Cuando te pasa algo así, una vez instalado el grupo en el avión sólo tienes dos opciones: te resignas, pones cara de aeromoza encantadora, muestras tus choclos perfectos y te unes al desmadre que con toda seguridad armarán o, de lo contrario, te amargas cinco largas horas. Usualmente putearía y haría lo segundo. Sin embargo en aquella ocasión decidí a lo Paulo Coelho ver el vaso medio lleno. Todo el equipo estaba sentado en las últimas filas del Airbus, no habíamos ni despegado y yo ya auguraba un carnaval carioca. Reían, te vacilaban, los tenía en el galley posterior enseñándome a bailar samba, se burlaban entre ellos, se ponían chapas, te agarraban el culo cuando caminabas por el pasillo, me vi obligada a sacar de la maleta un chocolate gigante que tengo para casos de emergencia ante mis frecuentes ataques de biri biri y lo repartí entre todo el equipo que lo recibió encantado. El sugar high obviamente no ayudó un carajo. Les enseñé como servirse ellos mismos sus copo d'àgua para que por cinco minutos me dejaran en paz. No querían que el vuelo terminara e increíblemente y para mi sorpresa, yo tampoco. A veces recibes piropos fabricados e hipócritas pero ese día recibí el mejor de todos: “Claudinha, eu estou apaixonado por você”. El equipo completo incluido el aguatero se despidió con doble besito a lo brasilero de la moça. Fueron cinco horas felices. Cinco horas que siguen conmigo.
 
Soy la peor para recordar caras y nombres, en serio, la peor de todas, al nivel de pasar por jodidos papelones. Ese día, la primera vez que vi a Fernando fue en Santa Cruz de la Sierra, el personal de tierra de la estación nos había informado que llevaríamos a un enfermo de cáncer, que probablemente necesitara asistencia especial porque él mismo se administraba las drogas del tratamiento y que estemos atún a la jugada. Para variar, la información del asiento estaba errada y sólo dimos con el pasajero dentro del avión cuando él mismo se presentó. Me dijo que entraría al baño para inyectarse sus medicamentos, que eran muy fuertes y le hacían daño, que escucharía gritos, que no me asustara pero que en el caso que sintiera que se caía o si presumía que había perdido el conocimiento, entrase rápido al baño y lo ayudase. Asentí haciéndome la más macha del oeste pero sin poder pronunciar palabra. Cerró la puerta y casi inmediatamente lo escuché gritar de dolor, golpear la puerta, maldecir y blasfemar, lo oí llorar y gemir y finalmente llegó lo que estaba, con los ojos cerrados y los puños apretados, implorando: el silencio.

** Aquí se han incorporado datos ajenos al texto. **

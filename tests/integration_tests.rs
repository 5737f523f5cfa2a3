use argos_file_manager::{
    RetryPolicy,
    adapters::inbound::http::{
        dto::{ErrorResponseDto, ListFilesResponseDto, ObjectInfoDto, ProjectUploadResponseDto},
        router::{AppState, create_router},
    },
    create_in_memory_app,
};
use axum::http::StatusCode;
use axum_test::TestServer;
use bytes::Bytes;
use std::sync::Arc;

fn setup_test_server() -> TestServer {
    let services = create_in_memory_app().unwrap();
    let file_service = services.file_service.with_retry_policy(RetryPolicy::none());

    let state = AppState {
        file_service: Arc::new(file_service),
    };

    TestServer::new(create_router(state)).unwrap()
}

#[tokio::test]
async fn test_report_scenario_end_to_end() {
    let server = setup_test_server();

    // Upload a CSV report.
    let response = server
        .put("/files/reports/2024/q1.csv")
        .content_type("text/csv")
        .bytes(Bytes::from_static(b"a,b,c\n1,2,3"))
        .await;
    response.assert_status(StatusCode::CREATED);

    let metadata: ObjectInfoDto = response.json();
    assert_eq!(metadata.key, "reports/2024/q1.csv");
    assert_eq!(metadata.size, 11);
    assert_eq!(metadata.content_type.as_deref(), Some("text/csv"));

    // Listing under the prefix must include it.
    let response = server.get("/files").add_query_param("prefix", "reports/2024/").await;
    response.assert_status_ok();
    let listing: ListFilesResponseDto = response.json();
    assert_eq!(listing.count, 1);
    assert_eq!(listing.files[0].key, "reports/2024/q1.csv");

    // Prefix matching is by string, not path segment.
    let response = server.get("/files").add_query_param("prefix", "reports/20").await;
    response.assert_status_ok();
    let listing: ListFilesResponseDto = response.json();
    assert_eq!(listing.count, 1);
    assert_eq!(listing.files[0].key, "reports/2024/q1.csv");

    // Download must return the exact bytes with the stored content type.
    let response = server.get("/files/reports/2024/q1.csv").await;
    response.assert_status_ok();
    assert_eq!(response.into_bytes().as_ref(), b"a,b,c\n1,2,3");

    // Delete, then download must yield 404.
    let response = server.delete("/files/reports/2024/q1.csv").await;
    response.assert_status(StatusCode::NO_CONTENT);

    let response = server.get("/files/reports/2024/q1.csv").await;
    response.assert_status(StatusCode::NOT_FOUND);
}

#[tokio::test]
async fn test_download_unknown_key_is_404() {
    let server = setup_test_server();

    let response = server.get("/files/never/uploaded.bin").await;
    response.assert_status(StatusCode::NOT_FOUND);

    let body: ErrorResponseDto = response.json();
    assert_eq!(body.error, "not_found");
}

#[tokio::test]
async fn test_upload_overwrites_and_content_type_is_inferred() {
    let server = setup_test_server();

    server
        .put("/files/notes/todo.txt")
        .bytes(Bytes::from_static(b"first"))
        .await
        .assert_status(StatusCode::CREATED);

    let response = server
        .put("/files/notes/todo.txt")
        .bytes(Bytes::from_static(b"second"))
        .await;
    response.assert_status(StatusCode::CREATED);

    // No content type was sent, so it is inferred from the extension.
    let metadata: ObjectInfoDto = response.json();
    assert_eq!(metadata.content_type.as_deref(), Some("text/plain"));

    let response = server.get("/files/notes/todo.txt").await;
    response.assert_status_ok();
    assert_eq!(response.into_bytes().as_ref(), b"second");
}

#[tokio::test]
async fn test_invalid_keys_and_prefixes_are_rejected() {
    // Dot-segment paths are normalized away by HTTP clients before they
    // reach the wire, so traversal rejection is exercised on ObjectKey
    // directly; these cases all survive a request line intact.
    let server = setup_test_server();

    let response = server
        .put("/files/a//b.txt")
        .bytes(Bytes::from_static(b"x"))
        .await;
    response.assert_status(StatusCode::BAD_REQUEST);
    let body: ErrorResponseDto = response.json();
    assert_eq!(body.error, "invalid_input");

    let response = server
        .put("/files/trailing-slash/")
        .bytes(Bytes::from_static(b"x"))
        .await;
    response.assert_status(StatusCode::BAD_REQUEST);

    // Query strings are not dot-normalized, so traversal prefixes do
    // arrive verbatim.
    let response = server.get("/files").add_query_param("prefix", "../up/").await;
    response.assert_status(StatusCode::BAD_REQUEST);

    let response = server.get("/files").add_query_param("prefix", "a//b").await;
    response.assert_status(StatusCode::BAD_REQUEST);
}

#[tokio::test]
async fn test_delete_missing_key_is_idempotent() {
    let server = setup_test_server();

    let response = server.delete("/files/never/uploaded.bin").await;
    response.assert_status(StatusCode::NO_CONTENT);
}

#[tokio::test]
async fn test_list_without_matches_is_empty_array() {
    let server = setup_test_server();

    let response = server.get("/files").add_query_param("prefix", "empty/").await;
    response.assert_status_ok();
    let listing: ListFilesResponseDto = response.json();
    assert_eq!(listing.count, 0);
    assert!(listing.files.is_empty());
}

fn project_multipart_body(boundary: &str) -> Bytes {
    let body = format!(
        "--{b}\r\n\
         Content-Disposition: form-data; name=\"files\"; filename=\"src/main.rs\"\r\n\
         Content-Type: text/x-rust\r\n\r\n\
         fn main() {{}}\r\n\
         --{b}\r\n\
         Content-Disposition: form-data; name=\"files\"; filename=\"README.md\"\r\n\r\n\
         # readme\r\n\
         --{b}--\r\n",
        b = boundary
    );
    Bytes::from(body)
}

#[tokio::test]
async fn test_project_upload_and_listing() {
    let server = setup_test_server();
    let boundary = "argos-test-boundary";

    let response = server
        .post("/projects")
        .content_type(&format!("multipart/form-data; boundary={}", boundary))
        .bytes(project_multipart_body(boundary))
        .await;
    response.assert_status(StatusCode::CREATED);

    let report: ProjectUploadResponseDto = response.json();
    assert_eq!(report.upload_results.len(), 2);
    let expected_key = format!("projects/{}/src/main.rs", report.project_id);
    assert_eq!(
        report.upload_results.get(&expected_key).map(String::as_str),
        Some("uploaded")
    );

    // Files are listed per project.
    let response = server
        .get(&format!("/projects/{}/files", report.project_id))
        .await;
    response.assert_status_ok();
    let listing: ListFilesResponseDto = response.json();
    assert_eq!(listing.count, 2);

    // And downloadable through the plain file surface.
    let response = server
        .get(&format!("/files/projects/{}/README.md", report.project_id))
        .await;
    response.assert_status_ok();
    assert_eq!(response.into_bytes().as_ref(), b"# readme");
}

#[tokio::test]
async fn test_project_upload_without_files_is_rejected() {
    let server = setup_test_server();
    let boundary = "argos-test-boundary";

    // One non-file form field only.
    let body = format!(
        "--{b}\r\nContent-Disposition: form-data; name=\"comment\"\r\n\r\nhello\r\n--{b}--\r\n",
        b = boundary
    );

    let response = server
        .post("/projects")
        .content_type(&format!("multipart/form-data; boundary={}", boundary))
        .bytes(Bytes::from(body))
        .await;
    response.assert_status(StatusCode::BAD_REQUEST);
}

#[tokio::test]
async fn test_unknown_project_listing_is_404() {
    let server = setup_test_server();

    let response = server.get("/projects/no-such-project/files").await;
    response.assert_status(StatusCode::NOT_FOUND);
}

#[tokio::test]
async fn test_concurrent_uploads_to_same_key() {
    let server = Arc::new(setup_test_server());

    let a = {
        let server = server.clone();
        tokio::spawn(async move {
            server
                .put("/files/contended.bin")
                .bytes(Bytes::from_static(b"payload-a"))
                .await
                .assert_status(StatusCode::CREATED);
        })
    };
    let b = {
        let server = server.clone();
        tokio::spawn(async move {
            server
                .put("/files/contended.bin")
                .bytes(Bytes::from_static(b"payload-b"))
                .await
                .assert_status(StatusCode::CREATED);
        })
    };
    a.await.unwrap();
    b.await.unwrap();

    let response = server.get("/files/contended.bin").await;
    response.assert_status_ok();
    let bytes = response.into_bytes();
    assert!(
        bytes.as_ref() == b"payload-a" || bytes.as_ref() == b"payload-b",
        "exactly one concurrent payload must be visible"
    );
}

Cuando salió del baño, la muerte y yo nos vimos las caras. No hubo necesidad de presentación alguna. Era ella y yo lo sabía. Me pidió algo de comer y  le armé una bolsa con tantos sánguches y galletas como pude, tantos que podrían haber servido para alimentar a una docena de esos gordos muertos de hambre que siempre piden más comida en el avión. Con la respiración aún entrecortada y casi susurrando me contó que tenía cáncer y que iba a Cuba a intentar recuperarse.

La segunda vez que lo vi, cosa impensable e improbable en mí, lo reconocí. Su pelo había crecido, ganado peso y empezaba a asomar vida en su rostro. Le pregunté como estaba. Me contó que había terminado su tratamiento y que finalmente regresaba a casa. Quién me conoce bien sabe que no soy una people person pero trasgrediendo cualquier norma le tomé la mano, le dije que se veía muy bien, que lo felicitaba por ser tan valiente, que le deseaba una larga vida llena de dicha. Él se había curado y sin saberlo, sin notarlo, sin habérselo propuesto había sanado, momentáneamente, a un corazón que se siente irremediablemente condenado y bueno para casi nada.